● Try it
Repeat all entries exactly.

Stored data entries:
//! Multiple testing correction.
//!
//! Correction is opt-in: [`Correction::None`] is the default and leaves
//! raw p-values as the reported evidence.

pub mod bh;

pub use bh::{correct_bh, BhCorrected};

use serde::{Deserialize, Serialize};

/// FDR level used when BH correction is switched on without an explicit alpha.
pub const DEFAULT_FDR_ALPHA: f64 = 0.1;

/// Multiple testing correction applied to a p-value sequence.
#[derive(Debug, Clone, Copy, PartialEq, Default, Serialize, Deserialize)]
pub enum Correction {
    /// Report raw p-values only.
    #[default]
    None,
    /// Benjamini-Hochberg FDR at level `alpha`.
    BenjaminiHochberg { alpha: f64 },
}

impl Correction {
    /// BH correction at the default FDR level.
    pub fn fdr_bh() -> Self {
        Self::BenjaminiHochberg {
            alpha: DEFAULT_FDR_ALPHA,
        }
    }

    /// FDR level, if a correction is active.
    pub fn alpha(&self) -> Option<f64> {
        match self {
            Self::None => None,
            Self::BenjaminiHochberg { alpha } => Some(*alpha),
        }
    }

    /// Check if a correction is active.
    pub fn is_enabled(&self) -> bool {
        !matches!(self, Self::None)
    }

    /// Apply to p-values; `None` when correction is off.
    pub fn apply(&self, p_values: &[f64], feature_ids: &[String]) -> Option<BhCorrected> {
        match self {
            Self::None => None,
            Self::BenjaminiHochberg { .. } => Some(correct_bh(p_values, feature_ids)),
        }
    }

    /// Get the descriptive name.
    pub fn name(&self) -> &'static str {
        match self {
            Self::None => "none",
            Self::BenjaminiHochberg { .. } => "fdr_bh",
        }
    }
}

● Task result
//! Multiple testing correction.
//!
//! Correction is opt-in: [`Correction::None`] is the default and leaves
//! raw p-values as the reported evidence.

pub mod bh;

pub use bh::{correct_bh, BhCorrected};

use serde::{Deserialize, Serialize};

/// FDR level used when BH correction is switched on without an explicit alpha.
pub const DEFAULT_FDR_ALPHA: f64 = 0.1;

/// Multiple testing correction applied to a p-value sequence.
#[derive(Debug, Clone, Copy, PartialEq, Default, Serialize, Deserialize)]
pub enum Correction {
    /// Report raw p-values only.
    #[default]
    None,
    /// Benjamini-Hochberg FDR at level `alpha`.
    BenjaminiHochberg { alpha: f64 },
}

impl Correction {
    /// BH correction at the default FDR level.
    pub fn fdr_bh() -> Self {
        Self::BenjaminiHochberg {
            alpha: DEFAULT_FDR_ALPHA,
        }
    }

    /// FDR level, if a correction is active.
    pub fn alpha(&self) -> Option<f64> {
        match self {
            Self::None => None,
            Self::BenjaminiHochberg { alpha } => Some(*alpha),
        }
    }

    /// Check if a correction is active.
    pub fn is_enabled(&self) -> bool {
        !matches!(self, Self::None)
    }

    /// Apply to p-values; `None` when correction is off.
    pub fn apply(&self, p_values: &[f64], feature_ids: &[String]) -> Option<BhCorrected> {
        match self {
            Self::None => None,
            Self::BenjaminiHochberg { .. } => Some(correct_bh(p_values, feature_ids)),
        }
    }

    /// Get the descriptive name.
    pub fn name(&self) -> &'static str {
        match self {
            Self::None => "none",
            Self::BenjaminiHochberg { .. } => "fdr_bh",
        }
    }
}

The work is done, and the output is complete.